* _What you have to do_
For the records below, give the number of lines containing the word "while" and no other text.

* _Records supplied_
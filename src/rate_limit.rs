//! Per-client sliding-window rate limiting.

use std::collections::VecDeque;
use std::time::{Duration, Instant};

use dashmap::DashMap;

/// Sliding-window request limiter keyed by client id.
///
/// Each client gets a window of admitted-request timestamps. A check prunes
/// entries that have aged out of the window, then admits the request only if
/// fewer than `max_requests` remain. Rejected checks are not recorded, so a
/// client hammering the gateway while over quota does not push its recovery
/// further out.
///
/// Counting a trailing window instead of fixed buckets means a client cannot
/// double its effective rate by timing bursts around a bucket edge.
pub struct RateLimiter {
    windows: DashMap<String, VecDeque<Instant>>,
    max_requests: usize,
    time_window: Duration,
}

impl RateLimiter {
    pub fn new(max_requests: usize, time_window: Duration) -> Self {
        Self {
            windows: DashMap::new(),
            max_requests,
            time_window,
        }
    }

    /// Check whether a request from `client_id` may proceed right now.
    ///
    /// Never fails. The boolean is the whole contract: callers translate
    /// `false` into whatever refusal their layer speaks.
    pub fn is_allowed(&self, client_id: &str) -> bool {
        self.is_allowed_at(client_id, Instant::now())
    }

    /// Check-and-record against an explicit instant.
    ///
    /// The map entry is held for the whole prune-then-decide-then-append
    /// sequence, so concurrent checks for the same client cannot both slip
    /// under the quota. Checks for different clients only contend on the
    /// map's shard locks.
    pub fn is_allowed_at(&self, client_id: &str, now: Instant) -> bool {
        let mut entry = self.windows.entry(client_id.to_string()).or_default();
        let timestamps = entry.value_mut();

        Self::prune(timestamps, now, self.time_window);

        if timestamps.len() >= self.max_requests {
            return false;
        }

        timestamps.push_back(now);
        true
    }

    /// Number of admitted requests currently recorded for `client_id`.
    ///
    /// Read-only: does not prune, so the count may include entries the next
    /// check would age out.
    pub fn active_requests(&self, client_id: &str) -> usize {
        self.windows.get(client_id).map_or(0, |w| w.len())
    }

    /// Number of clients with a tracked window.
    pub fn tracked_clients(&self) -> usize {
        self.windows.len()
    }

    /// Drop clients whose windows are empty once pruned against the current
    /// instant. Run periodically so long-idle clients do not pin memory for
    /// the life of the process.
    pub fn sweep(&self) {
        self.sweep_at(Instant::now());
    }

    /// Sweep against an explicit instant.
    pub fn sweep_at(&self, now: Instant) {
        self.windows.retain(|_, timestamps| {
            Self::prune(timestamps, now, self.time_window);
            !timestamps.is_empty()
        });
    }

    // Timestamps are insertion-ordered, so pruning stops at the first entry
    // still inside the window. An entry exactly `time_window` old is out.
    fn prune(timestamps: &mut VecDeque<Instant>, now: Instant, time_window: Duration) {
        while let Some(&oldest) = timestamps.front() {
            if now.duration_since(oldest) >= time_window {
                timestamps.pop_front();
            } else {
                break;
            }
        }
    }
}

--

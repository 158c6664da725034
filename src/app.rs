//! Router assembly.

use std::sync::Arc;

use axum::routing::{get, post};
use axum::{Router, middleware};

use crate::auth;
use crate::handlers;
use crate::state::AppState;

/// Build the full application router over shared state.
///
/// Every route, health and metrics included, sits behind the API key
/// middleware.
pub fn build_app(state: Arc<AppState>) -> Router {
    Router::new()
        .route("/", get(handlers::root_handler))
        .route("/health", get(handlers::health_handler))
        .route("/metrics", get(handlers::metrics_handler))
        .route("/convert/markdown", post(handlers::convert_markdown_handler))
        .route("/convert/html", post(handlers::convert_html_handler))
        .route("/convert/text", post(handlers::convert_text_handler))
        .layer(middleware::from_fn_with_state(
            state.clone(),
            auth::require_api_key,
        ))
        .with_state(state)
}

==

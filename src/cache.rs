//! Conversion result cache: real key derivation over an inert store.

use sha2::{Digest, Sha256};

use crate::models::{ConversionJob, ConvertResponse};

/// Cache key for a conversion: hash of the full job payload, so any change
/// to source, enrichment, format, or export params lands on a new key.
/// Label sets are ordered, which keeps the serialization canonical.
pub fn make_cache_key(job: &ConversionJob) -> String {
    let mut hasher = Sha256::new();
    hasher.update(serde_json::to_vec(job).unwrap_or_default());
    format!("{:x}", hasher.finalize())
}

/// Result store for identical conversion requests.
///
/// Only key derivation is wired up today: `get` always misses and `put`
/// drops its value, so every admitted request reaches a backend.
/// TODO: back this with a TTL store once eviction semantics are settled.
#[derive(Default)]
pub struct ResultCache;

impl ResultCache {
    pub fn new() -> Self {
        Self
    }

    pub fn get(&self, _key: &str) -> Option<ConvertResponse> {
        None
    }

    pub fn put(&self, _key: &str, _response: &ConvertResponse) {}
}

* _Response area_
2